//! Line-oriented serial link.
//!
//! A single task owns the byte stream. Incoming bytes are split into lines and
//! fanned out on a broadcast channel; outgoing lines arrive on a command channel,
//! so writes from independent callers never interleave on the wire. When the read
//! side fails the link degrades: writes become no-ops and, if the link knows how
//! to re-open its port, reconnection is attempted with exponential backoff.
use std::time::Duration;
use serde::Serialize;
use tokio::io::{AsyncRead, AsyncReadExt, AsyncWrite, AsyncWriteExt, ReadHalf, WriteHalf};
use tokio::sync::{broadcast, mpsc, oneshot, watch};
use tokio::time::{timeout, Instant};
use tokio_serial::SerialStream;

use super::interface;
use super::{Result, SerialError};

const READ_CHUNK: usize = 512;
const MAX_PARTIAL: usize = 8192;
const KEEP_PARTIAL: usize = 4096;

/// Re-opens the underlying stream after the link degraded
pub type Opener<T> = Box<dyn FnMut() -> Result<T> + Send>;

#[derive(Debug, Clone, PartialEq, Serialize)]
#[serde(tag = "state", content = "reason", rename_all = "snake_case")]
pub enum ConnectionState {
    Connected,
    Degraded(String),
    Closed,
}

#[derive(Debug, Clone, Copy)]
pub struct ReconnectPolicy {
    pub initial: Duration,
    pub max: Duration,
}

impl ReconnectPolicy {
    pub fn next_delay(&self, current: Duration) -> Duration {
        current.saturating_mul(2).min(self.max).max(self.initial)
    }
}

impl Default for ReconnectPolicy {
    fn default() -> Self {
        Self {
            initial: Duration::from_secs(1),
            max: Duration::from_secs(30),
        }
    }
}

#[derive(Debug, Clone)]
pub struct LinkOptions {
    pub write_timeout: Duration,
    pub reconnect: ReconnectPolicy,
    pub line_capacity: usize,
    pub command_capacity: usize,
}

impl Default for LinkOptions {
    fn default() -> Self {
        Self {
            write_timeout: Duration::from_secs(2),
            reconnect: ReconnectPolicy::default(),
            line_capacity: 1024,
            command_capacity: 64,
        }
    }
}

#[derive(Debug)]
enum LinkCommand {
    Write {
        line: String,
        responder: oneshot::Sender<Result<()>>,
    },
    Shutdown,
}

#[derive(Clone)]
pub struct SerialLink {
    cmd_tx: mpsc::Sender<LinkCommand>,
    lines_tx: broadcast::Sender<String>,
    state_rx: watch::Receiver<ConnectionState>,
}

impl SerialLink {
    /// Open the device file, failing with `ConnectionFailed` if it is unavailable
    pub fn open(path: &str, baud_rate: u32, options: LinkOptions) -> Result<Self> {
        let stream = interface::open_port(path, baud_rate)?;
        Ok(Self::spawn(Some(stream), Some(serial_opener(path, baud_rate)), options))
    }

    /// Open the device file, starting in the degraded state when it is unavailable.
    /// The connection error is logged and reconnection continues in the background.
    pub fn open_or_degraded(path: &str, baud_rate: u32, options: LinkOptions) -> Self {
        let mut opener = serial_opener(path, baud_rate);
        let initial = match opener() {
            Ok(stream) => Some(stream),
            Err(e) => {
                log::error!("Serial link unavailable, starting degraded: {}", e);
                None
            }
        };
        Self::spawn(initial, Some(opener), options)
    }

    /// Wrap an already-open stream. Without an opener the link cannot reconnect.
    pub fn from_stream<T>(stream: T, options: LinkOptions) -> Self
    where
        T: AsyncRead + AsyncWrite + Send + 'static,
    {
        Self::spawn(Some(stream), None, options)
    }

    pub fn spawn<T>(initial: Option<T>, opener: Option<Opener<T>>, options: LinkOptions) -> Self
    where
        T: AsyncRead + AsyncWrite + Send + 'static,
    {
        let (cmd_tx, cmd_rx) = mpsc::channel(options.command_capacity);
        let (lines_tx, _lines_rx) = broadcast::channel(options.line_capacity);
        let initial_state = match initial {
            Some(_) => ConnectionState::Connected,
            None => ConnectionState::Degraded("not connected".to_string()),
        };
        let (state_tx, state_rx) = watch::channel(initial_state);

        tokio::spawn(link_task(initial, opener, options, cmd_rx, lines_tx.clone(), state_tx));

        Self { cmd_tx, lines_tx, state_rx }
    }

    /// Every newline-delimited frame received from now on, in arrival order
    pub fn subscribe_lines(&self) -> broadcast::Receiver<String> {
        self.lines_tx.subscribe()
    }

    pub fn state(&self) -> ConnectionState {
        self.state_rx.borrow().clone()
    }

    pub fn state_receiver(&self) -> watch::Receiver<ConnectionState> {
        self.state_rx.clone()
    }

    pub fn is_connected(&self) -> bool {
        matches!(*self.state_rx.borrow(), ConnectionState::Connected)
    }

    /// Send one line to the device. A newline is appended.
    ///
    /// Returns `Ok` without touching the wire while the link is degraded.
    pub async fn write_line(&self, text: &str) -> Result<()> {
        let (responder, rx) = oneshot::channel();
        self.cmd_tx
            .send(LinkCommand::Write { line: text.to_string(), responder })
            .await
            .map_err(|_| SerialError::LinkClosed)?;
        rx.await.map_err(|_| SerialError::LinkClosed)?
    }

    /// Release the port. Pending and later writes fail with `LinkClosed`.
    pub async fn close(&self) {
        let _ = self.cmd_tx.send(LinkCommand::Shutdown).await;
    }
}

fn serial_opener(path: &str, baud_rate: u32) -> Opener<SerialStream> {
    let path = path.to_string();
    Box::new(move || interface::open_port(&path, baud_rate))
}

async fn link_task<T>(
    initial: Option<T>,
    mut opener: Option<Opener<T>>,
    options: LinkOptions,
    mut cmd_rx: mpsc::Receiver<LinkCommand>,
    lines_tx: broadcast::Sender<String>,
    state_tx: watch::Sender<ConnectionState>,
) where
    T: AsyncRead + AsyncWrite + Send + 'static,
{
    let (mut reader, mut writer) = match initial {
        Some(stream) => {
            let (r, w) = tokio::io::split(stream);
            (Some(r), Some(w))
        }
        None => (None, None),
    };
    let mut chunk = vec![0u8; READ_CHUNK];
    let mut partial: Vec<u8> = Vec::new();
    let mut retry_delay = options.reconnect.initial;
    let mut next_retry = Instant::now() + retry_delay;

    loop {
        tokio::select! {
            cmd = cmd_rx.recv() => {
                match cmd {
                    Some(LinkCommand::Write { line, responder }) => {
                        let result = match writer.as_mut() {
                            Some(w) => write_frame(w, &line, options.write_timeout).await,
                            None => {
                                log::debug!("Serial link degraded, dropping write: {}", line);
                                Ok(())
                            }
                        };
                        if let Err(e) = &result {
                            log::warn!("Serial write of '{}' failed: {}", line, e);
                        }
                        let _ = responder.send(result);
                    }
                    Some(LinkCommand::Shutdown) | None => break,
                }
            },
            read = read_chunk(&mut reader, &mut chunk) => {
                let reason = match read {
                    Ok(0) => Some("device closed the connection".to_string()),
                    Ok(n) => {
                        partial.extend_from_slice(&chunk[..n]);
                        for line in split_lines(&mut partial) {
                            // No receivers is fine, nobody is listening yet
                            let _ = lines_tx.send(line);
                        }
                        if partial.len() > MAX_PARTIAL {
                            log::warn!("Discarding {} bytes of unterminated serial input", partial.len() - KEEP_PARTIAL);
                            partial.drain(..partial.len() - KEEP_PARTIAL);
                        }
                        None
                    }
                    Err(e) => Some(format!("read error: {}", e)),
                };
                if let Some(reason) = reason {
                    log::error!("Serial link degraded: {}", reason);
                    reader = None;
                    writer = None;
                    partial.clear();
                    retry_delay = options.reconnect.initial;
                    next_retry = Instant::now() + retry_delay;
                    let _ = state_tx.send(ConnectionState::Degraded(reason));
                }
            },
            _ = tokio::time::sleep_until(next_retry), if reader.is_none() && opener.is_some() => {
                if let Some(open) = opener.as_mut() {
                    match open() {
                        Ok(stream) => {
                            let (r, w) = tokio::io::split(stream);
                            reader = Some(r);
                            writer = Some(w);
                            retry_delay = options.reconnect.initial;
                            let _ = state_tx.send(ConnectionState::Connected);
                            log::info!("Serial link re-established");
                        }
                        Err(e) => {
                            retry_delay = options.reconnect.next_delay(retry_delay);
                            next_retry = Instant::now() + retry_delay;
                            log::warn!("Serial reconnect failed: {}; retrying in {:?}", e, retry_delay);
                        }
                    }
                }
            }
        }
    }

    let _ = state_tx.send(ConnectionState::Closed);
    log::info!("Serial link closed");
}

async fn read_chunk<T: AsyncRead>(reader: &mut Option<ReadHalf<T>>, chunk: &mut [u8]) -> std::io::Result<usize> {
    match reader.as_mut() {
        Some(r) => r.read(chunk).await,
        None => std::future::pending().await,
    }
}

async fn write_frame<T: AsyncWrite>(writer: &mut WriteHalf<T>, line: &str, limit: Duration) -> Result<()> {
    let frame = format!("{}\n", line);
    let write = async {
        writer.write_all(frame.as_bytes()).await?;
        writer.flush().await
    };
    match timeout(limit, write).await {
        Ok(Ok(())) => Ok(()),
        Ok(Err(e)) => Err(SerialError::WriteFailed(e.to_string())),
        Err(_) => Err(SerialError::WriteFailed(format!("write timed out after {:?}", limit))),
    }
}

/// Drain every complete line from `partial`, leaving any unterminated tail.
/// Both `\n` and `\r` terminate a frame; blank frames are skipped.
pub(crate) fn split_lines(partial: &mut Vec<u8>) -> Vec<String> {
    let mut lines = Vec::new();
    while let Some(pos) = partial.iter().position(|b| *b == b'\n' || *b == b'\r') {
        let frame: Vec<u8> = partial.drain(..=pos).collect();
        let text = String::from_utf8_lossy(&frame);
        let text = text.trim();
        if !text.is_empty() {
            lines.push(text.to_string());
        }
    }
    lines
}

#[cfg(test)]
mod tests {
    use super::*;

    #[test]
    fn split_lines_keeps_unterminated_tail() {
        let mut partial = b"{\"type\":\"heartbeat\"}\r\n\r\nTEST ok\n{\"type\":".to_vec();
        let lines = split_lines(&mut partial);
        assert_eq!(lines, vec!["{\"type\":\"heartbeat\"}".to_string(), "TEST ok".to_string()]);
        assert_eq!(partial, b"{\"type\":".to_vec());
    }

    #[test]
    fn split_lines_replaces_invalid_utf8() {
        let mut partial = vec![0xFF, b'o', b'k', b'\n'];
        let lines = split_lines(&mut partial);
        assert_eq!(lines.len(), 1);
        assert!(lines[0].ends_with("ok"));
        assert!(partial.is_empty());
    }

    #[test]
    fn reconnect_backoff_doubles_up_to_cap() {
        let policy = ReconnectPolicy {
            initial: Duration::from_millis(100),
            max: Duration::from_millis(350),
        };
        let second = policy.next_delay(policy.initial);
        assert_eq!(second, Duration::from_millis(200));
        assert_eq!(policy.next_delay(second), Duration::from_millis(350));
        assert_eq!(policy.next_delay(Duration::from_millis(350)), Duration::from_millis(350));
    }
}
******
**TASK REQUIREMENTS:** Which lines in the entries above contain "WriteHalf"? Pull each of them out.

**ANSWER SECTION:**
use tokio::io::{AsyncRead, AsyncReadExt, AsyncWrite, AsyncWriteExt, ReadHalf, WriteHalf};
async fn write_frame<T: AsyncWrite>(writer: &mut WriteHalf<T>, line: &str, limit: Duration) -> Result<()> {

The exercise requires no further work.